On the table above we can see that regions 11, 18 and 3 are the one with bigger correlations between metreology and products eficciency.

In [None]:
plt.figure(figsize=(16, 8))
region_code = 18
max_year = 2010
meteo_region = meteo.xs(region_code)
data_region = data.xs(str(region_code))
products = ["Tomate para indústria", "Principais culturas para indústria"]
index_min = list(meteo_region.index).index(1987)
index_max = list(meteo_region.index).index(max_year)
meteo_region = meteo_region.iloc[range(index_min,index_max)]

index_min = list(data_region.index).index("1987")
index_max = list(data_region.index).index(str(max_year))
data_region = data_region[products].iloc[range(index_min,index_max)]
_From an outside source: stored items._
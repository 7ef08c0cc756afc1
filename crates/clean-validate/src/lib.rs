//! Validation stages of the cleaning pipeline.
//!
//! [`FieldValidator`] checks and coerces single cells, [`RowNormalizer`]
//! applies it across a row, and [`UniquenessIndex`] enforces row-key and
//! per-column uniqueness over the normalized rows.

pub mod field;
pub mod row;
pub mod uniqueness;

pub use field::{CellVerdict, FieldValidator, parse_boolean, parse_date, parse_integer};
pub use row::{NormalizedRow, RowNormalizer};
pub use uniqueness::UniquenessIndex;
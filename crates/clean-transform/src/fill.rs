//! Column-fill transforms.

use clean_model::{Frame, FrameError, Issue, IssueCategory, Value};
use tracing::debug;

use crate::step::{PreTransform, TransformOutput};

/// Adds each configured column that the frame lacks, filled with a constant.
///
/// Columns already present are left untouched. One issue is emitted per
/// added column.
#[derive(Debug, Clone, Default, PartialEq)]
pub struct AddMissingFields {
    fields: Vec<(String, Value)>,
}

impl AddMissingFields {
    pub fn new() -> Self {
        Self::default()
    }

    pub fn with_field(mut self, column: impl Into<String>, fill: impl Into<Value>) -> Self {
        self.fields.push((column.into(), fill.into()));
        self
    }

    pub fn fields(&self) -> &[(String, Value)] {
        &self.fields
    }
}

impl PreTransform for AddMissingFields {
    fn name(&self) -> &str {
        "add_missing_fields"
    }

    fn apply(&self, frame: &Frame) -> Result<TransformOutput, FrameError> {
        let mut out = frame.clone();
        let mut issues = Vec::new();
        for (column, fill) in &self.fields {
            if out.has_column(column) {
                continue;
            }
            out.add_column(column.clone(), fill.clone())?;
            debug!(column = %column, rows = out.height(), "added missing field");
            issues.push(
                Issue::new(IssueCategory::FieldAdded, column.clone())
                    .with_observed(fill.clone())
                    .with_expected(format!("column added with {fill}")),
            );
        }
        Ok(TransformOutput::new(out).with_issues(issues))
    }
}

/// Replaces null cells of an existing column with a constant.
///
/// A missing column is left alone; [`AddMissingFields`] covers that case.
#[derive(Debug, Clone, PartialEq)]
pub struct FillNulls {
    column: String,
    fill: Value,
}

impl FillNulls {
    pub fn new(column: impl Into<String>, fill: impl Into<Value>) -> Self {
        Self {
            column: column.into(),
            fill: fill.into(),
        }
    }
}

impl PreTransform for FillNulls {
    fn name(&self) -> &str {
        "fill_nulls"
    }

    fn apply(&self, frame: &Frame) -> Result<TransformOutput, FrameError> {
        let mut out = frame.clone();
        let mut issues = Vec::new();
        if !out.has_column(&self.column) {
            return Ok(TransformOutput::new(out));
        }
        let null_rows: Vec<usize> = out
            .rows()
            .iter()
            .enumerate()
            .filter(|(_, row)| row.get(&self.column).is_none_or(Value::is_null))
            .map(|(idx, _)| idx)
            .collect();
        for idx in null_rows {
            out.set(idx, &self.column, self.fill.clone())?;
            issues.push(
                Issue::new(IssueCategory::FieldAdded, self.column.clone())
                    .with_row(idx)
                    .with_expected(format!("null filled with {}", self.fill)),
            );
        }
        debug!(column = %self.column, filled = issues.len(), "filled null cells");
        Ok(TransformOutput::new(out).with_issues(issues))
    }
}
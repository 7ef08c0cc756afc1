//! Per-cell type checks and coercion.
//!
//! A cell goes through presence, type, coercion, range/length, character
//! class, and finally array-element recursion. The first failing step
//! rejects the cell; later steps are skipped.

use std::sync::LazyLock;

use chrono::{NaiveDate, NaiveDateTime};
use clean_model::{CaseFold, FieldRule, FieldType, Issue, IssueCategory, Value, Violation};
use regex::Regex;

/// Signed decimal, optionally followed by a zero fraction (`12`, `-3`, `4.00`).
static INTEGER_PATTERN: LazyLock<Regex> =
    LazyLock::new(|| Regex::new(r"^([+-]?\d+)(?:\.0+)?$").expect("Invalid integer regex"));

const DATE_FORMATS: &[&str] = &["%Y-%m-%d", "%d/%m/%Y"];
/// Timestamps keep only their date; `%.f` also matches no fraction.
/// The space-separated form is how Polars renders `Datetime` cells.
const DATETIME_FORMATS: &[&str] = &["%Y-%m-%dT%H:%M:%S%.f", "%Y-%m-%d %H:%M:%S%.f"];

/// Outcome of validating one cell.
#[derive(Debug, Clone, PartialEq)]
pub enum CellVerdict {
    /// The cell was already canonical (or null and optional, replaced by its default).
    Accepted(Value),
    /// The cell was coerced; `notes` are `cleaned_cases` issues.
    Normalized { value: Value, notes: Vec<Issue> },
    /// The cell failed a check and is replaced by the column default.
    Rejected { replacement: Value, issue: Issue },
}

impl CellVerdict {
    pub fn value(&self) -> &Value {
        match self {
            CellVerdict::Accepted(value) | CellVerdict::Normalized { value, .. } => value,
            CellVerdict::Rejected { replacement, .. } => replacement,
        }
    }

    pub fn is_rejected(&self) -> bool {
        matches!(self, CellVerdict::Rejected { .. })
    }

    /// Output value plus every issue the cell produced.
    pub fn into_parts(self) -> (Value, Vec<Issue>) {
        match self {
            CellVerdict::Accepted(value) => (value, Vec::new()),
            CellVerdict::Normalized { value, notes } => (value, notes),
            CellVerdict::Rejected { replacement, issue } => (replacement, vec![issue]),
        }
    }
}

struct Failure {
    column: String,
    observed: Value,
    violation: Violation,
}

impl Failure {
    fn new(column: &str, observed: &Value, violation: Violation) -> Self {
        Self {
            column: column.to_string(),
            observed: observed.clone(),
            violation,
        }
    }

    fn into_issue(self, row_index: usize) -> Issue {
        Issue::new(self.violation.category, self.column)
            .with_row(row_index)
            .with_observed(self.observed)
            .with_expected(self.violation.expected)
    }
}

struct Note {
    column: String,
    observed: Value,
    expected: String,
}

impl Note {
    fn into_issue(self, row_index: usize) -> Issue {
        Issue::new(IssueCategory::CleanedCases, self.column)
            .with_row(row_index)
            .with_observed(self.observed)
            .with_expected(self.expected)
    }
}

/// Checks single cells against their [`FieldRule`].
#[derive(Debug, Clone, Copy)]
pub struct FieldValidator {
    trim_strings: bool,
}

impl Default for FieldValidator {
    fn default() -> Self {
        Self { trim_strings: true }
    }
}

impl FieldValidator {
    pub fn new() -> Self {
        Self::default()
    }

    /// Whether string cells are stripped of surrounding whitespace.
    pub fn with_trim(mut self, trim_strings: bool) -> Self {
        self.trim_strings = trim_strings;
        self
    }

    /// Validate `value` in `column` of input row `row_index`.
    pub fn validate(
        &self,
        value: &Value,
        rule: &FieldRule,
        column: &str,
        row_index: usize,
    ) -> CellVerdict {
        if value.is_null() && !rule.is_required() {
            return CellVerdict::Accepted(rule.default_value());
        }
        let mut notes = Vec::new();
        match self.check(value, rule, column, &mut notes) {
            Ok(clean) if notes.is_empty() => CellVerdict::Accepted(clean),
            Ok(clean) => CellVerdict::Normalized {
                value: clean,
                notes: notes
                    .into_iter()
                    .map(|note| note.into_issue(row_index))
                    .collect(),
            },
            Err(failure) => CellVerdict::Rejected {
                replacement: rule.default_value(),
                issue: failure.into_issue(row_index),
            },
        }
    }

    fn check(
        &self,
        value: &Value,
        rule: &FieldRule,
        path: &str,
        notes: &mut Vec<Note>,
    ) -> Result<Value, Failure> {
        if value.is_null() {
            return Err(Failure::new(
                path,
                value,
                Violation::new(
                    IssueCategory::NullIssues,
                    format!("non-null {}", rule.type_description()),
                ),
            ));
        }

        let coerced = self.coerce(value, rule, path, notes)?;
        rule.check_constraints(&coerced)
            .map_err(|violation| Failure::new(path, value, violation))?;

        match (coerced, rule.element_rule()) {
            (Value::Array(items), Some(element)) => {
                let mut clean = Vec::with_capacity(items.len());
                for (idx, item) in items.iter().enumerate() {
                    let item_path = format!("{path}[{idx}]");
                    clean.push(self.check_element(item, &element, &item_path, notes)?);
                }
                Ok(Value::Array(clean))
            }
            (coerced, _) => Ok(coerced),
        }
    }

    /// Element failures are filed under the element type's category.
    fn check_element(
        &self,
        item: &Value,
        element: &FieldRule,
        path: &str,
        notes: &mut Vec<Note>,
    ) -> Result<Value, Failure> {
        self.check(item, element, path, notes).map_err(|mut failure| {
            if failure.violation.category == IssueCategory::NullIssues {
                failure.violation.category = element.field_type.issue_category();
            }
            failure
        })
    }

    fn coerce(
        &self,
        value: &Value,
        rule: &FieldRule,
        path: &str,
        notes: &mut Vec<Note>,
    ) -> Result<Value, Failure> {
        let coerced = match rule.field_type {
            FieldType::String => self.coerce_string(value, rule.case),
            FieldType::Integer => coerce_integer(value),
            FieldType::Boolean => coerce_boolean(value),
            FieldType::Date => coerce_date(value),
            FieldType::Array => coerce_array(value),
        };
        let Some(coerced) = coerced else {
            return Err(Failure::new(
                path,
                value,
                Violation::new(rule.field_type.issue_category(), rule.type_description()),
            ));
        };
        if &coerced != value {
            notes.push(Note {
                column: path.to_string(),
                observed: value.clone(),
                expected: canonical_description(rule),
            });
        }
        Ok(coerced)
    }

    fn coerce_string(&self, value: &Value, case: Option<CaseFold>) -> Option<Value> {
        let text = match value {
            Value::Text(text) if self.trim_strings => text.trim().to_string(),
            Value::Text(text) => text.clone(),
            Value::Integer(number) => number.to_string(),
            Value::Float(number) if number.is_finite() => number.to_string(),
            Value::Bool(flag) => flag.to_string(),
            Value::Date(date) => date.format("%Y-%m-%d").to_string(),
            _ => return None,
        };
        Some(Value::Text(match case {
            Some(case) => case.apply(&text),
            None => text,
        }))
    }
}

fn canonical_description(rule: &FieldRule) -> String {
    match (rule.field_type, rule.case) {
        (FieldType::String, Some(case)) => format!("trimmed {}-case string", case.as_str()),
        (FieldType::String, None) => "trimmed string".to_string(),
        _ => rule.type_description(),
    }
}

fn coerce_integer(value: &Value) -> Option<Value> {
    match value {
        Value::Integer(_) => Some(value.clone()),
        Value::Float(number) => float_to_i64(*number).map(Value::Integer),
        Value::Text(text) => parse_integer(text).map(Value::Integer),
        _ => None,
    }
}

/// Parse a signed decimal string; a zero fraction (`"4.0"`) is accepted.
pub fn parse_integer(text: &str) -> Option<i64> {
    let captures = INTEGER_PATTERN.captures(text.trim())?;
    captures.get(1)?.as_str().parse().ok()
}

fn float_to_i64(number: f64) -> Option<i64> {
    // i64::MAX as f64 rounds up to 2^63, which is out of range.
    let in_range = number >= i64::MIN as f64 && number < i64::MAX as f64;
    (number.is_finite() && number.fract() == 0.0 && in_range).then_some(number as i64)
}

fn coerce_boolean(value: &Value) -> Option<Value> {
    match value {
        Value::Bool(_) => Some(value.clone()),
        Value::Integer(0) => Some(Value::Bool(false)),
        Value::Integer(1) => Some(Value::Bool(true)),
        Value::Text(text) => parse_boolean(text).map(Value::Bool),
        _ => None,
    }
}

/// Case-insensitive `true/false/yes/no/y/n/1/0`.
pub fn parse_boolean(text: &str) -> Option<bool> {
    match text.trim().to_lowercase().as_str() {
        "true" | "yes" | "y" | "1" => Some(true),
        "false" | "no" | "n" | "0" => Some(false),
        _ => None,
    }
}

fn coerce_date(value: &Value) -> Option<Value> {
    match value {
        Value::Date(_) => Some(value.clone()),
        Value::Text(text) => parse_date(text).map(Value::Date),
        _ => None,
    }
}

/// Parse `YYYY-MM-DD`, `DD/MM/YYYY`, or a `YYYY-MM-DD[T ]HH:MM:SS` timestamp.
pub fn parse_date(text: &str) -> Option<NaiveDate> {
    let text = text.trim();
    DATE_FORMATS
        .iter()
        .find_map(|format| NaiveDate::parse_from_str(text, format).ok())
        .or_else(|| {
            DATETIME_FORMATS.iter().find_map(|format| {
                NaiveDateTime::parse_from_str(text, format)
                    .ok()
                    .map(|datetime| datetime.date())
            })
        })
}

fn coerce_array(value: &Value) -> Option<Value> {
    match value {
        Value::Array(_) => Some(value.clone()),
        Value::Text(text) => match serde_json::from_str::<Value>(text.trim()) {
            Ok(parsed @ Value::Array(_)) => Some(parsed),
            _ => None,
        },
        _ => None,
    }
}
//! Data model for the schema-driven cleaning pipeline.
//!
//! Holds the cell and frame types, per-entity rule sets, and the issue
//! buffer/report surface shared by the validation and pipeline crates.

pub mod buffer;
pub mod error;
pub mod frame;
pub mod issue;
pub mod options;
pub mod polars;
pub mod rule;
pub mod rule_set;
pub mod value;

pub use buffer::{IssueBuffer, IssueReport};
pub use error::{FrameError, PipelineError, RuleSpecError, UnknownColumn};
pub use frame::{Frame, Row, row};
pub use issue::{Issue, IssueCategory, IssueSeverity, category_name};
pub use options::PipelineOptions;
pub use rule::{CaseFold, CharClass, FieldRule, FieldType, Violation};
pub use rule_set::{KeyFn, KeyStrategy, RowKey, RuleSet, RuleSetBuilder};
pub use value::{Value, ValueKey};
year = range(1987, max_year)
plt.plot(year, data_region.values, label=products, marker="o")
year = range(1987, max_year)
plt.ylabel("Quantity produced")
plt.legend()
ax2 = plt.twinx()
ax2.plot(year, meteo_region["dT"], color="red", marker="o", label="dt")
plt.ylabel("Temperature range")
plt.grid()
plt.title("Quantity of `Produtos para indústria` products by year in the North Region")
plt.xlabel("Years")
products.append("dT")
plt.legend()
plt.xticks(rotation="vertical")
plt.show()

## 5. Regplot
To explore how one variable in the meteorologic boletin affects one production in linear terms

In [None]:
def meteo_data_region(region_code=11, min_year=1997, max_year=2010, products=None, delta=0):
    if products is None:
        products = ["Trigo"]
    meteo_region = meteo.xs(region_code)
    data_region = data.xs(str(region_code))
    index_min = list(meteo_region.index).index(min_year)
    index_max = list(meteo_region.index).index(max_year)
    meteo_region = meteo_region.iloc[range(index_min,index_max)]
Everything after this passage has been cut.